[Stored data]

□ □ □ □ □

//! End-to-end build sequence against a stub vendor source.
//!
//! Skips (with a note) when the host has no usable C compiler.

use std::fs;

use mpc_workbench::toolchain::Toolchain;
use mpc_workbench::{build_library, solver_entry_symbol, BuildLayout, BuildManifest};

const STUB_SOURCE: &str = r#"
int myMPC_FORCESPro_solve(void *params, void *output, void *info, void *fs)
{
    (void)params;
    (void)output;
    (void)info;
    (void)fs;
    return 1;
}
"#;

fn stub_layout(root: &std::path::Path) -> BuildLayout {
    let layout = BuildLayout::new(root);
    let src = layout.source();
    fs::create_dir_all(src.parent().unwrap()).unwrap();
    fs::write(&src, STUB_SOURCE).unwrap();
    layout
}

#[test]
fn building_twice_produces_the_same_artifacts() {
    if Toolchain::detect().is_err() {
        eprintln!("no C toolchain available, skipping");
        return;
    }
    let dir = tempfile::tempdir().unwrap();
    let layout = stub_layout(dir.path());

    let first = build_library(&layout).unwrap();
    assert!(layout.static_lib().is_file());
    assert!(layout.shared_lib().is_file());
    assert_eq!(first.exported_symbol, solver_entry_symbol());

    // Second run over existing directories and artifacts must succeed and
    // describe the same artifact set.
    let second = build_library(&layout).unwrap();
    assert_eq!(first.static_lib, second.static_lib);
    assert_eq!(first.shared_lib, second.shared_lib);
    assert_eq!(first.exported_symbol, second.exported_symbol);
    assert!(layout.static_lib().is_file());
    assert!(layout.shared_lib().is_file());
}

#[test]
fn manifest_round_trips_through_disk() {
    if Toolchain::detect().is_err() {
        eprintln!("no C toolchain available, skipping");
        return;
    }
    let dir = tempfile::tempdir().unwrap();
    let layout = stub_layout(dir.path());

    let written = build_library(&layout).unwrap();
    let loaded = BuildManifest::load(&layout.manifest()).unwrap();
    assert_eq!(loaded.solver, "myMPC_FORCESPro");
    assert_eq!(loaded.exported_symbol, written.exported_symbol);
    assert_eq!(loaded.compile_flags, written.compile_flags);
    assert_eq!(loaded.shared_lib, layout.shared_lib());
}

#[test]
fn output_directories_are_created_only_by_the_build() {
    let dir = tempfile::tempdir().unwrap();
    let layout = stub_layout(dir.path());
    assert!(!layout.obj_dir().exists());
    assert!(!layout.lib_dir().exists());

    if Toolchain::detect().is_err() {
        eprintln!("no C toolchain available, skipping");
        return;
    }
    build_library(&layout).unwrap();
    assert!(layout.obj_dir().is_dir());
    assert!(layout.lib_dir().is_dir());
}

□ □ □ □ □

Looking at the entries above, can you reproduce exactly the lines from the one that holds "usable C compiler." through the one that holds "fs::create_dir_all(src.parent().unwrap()).unwrap();", and only those?

//! Skips (with a note) when the host has no usable C compiler.

use std::fs;

use mpc_workbench::toolchain::Toolchain;
use mpc_workbench::{build_library, solver_entry_symbol, BuildLayout, BuildManifest};

const STUB_SOURCE: &str = r#"
int myMPC_FORCESPro_solve(void *params, void *output, void *info, void *fs)
{
    (void)params;
    (void)output;
    (void)info;
    (void)fs;
    return 1;
}
"#;

fn stub_layout(root: &std::path::Path) -> BuildLayout {
    let layout = BuildLayout::new(root);
    let src = layout.source();
    fs::create_dir_all(src.parent().unwrap()).unwrap();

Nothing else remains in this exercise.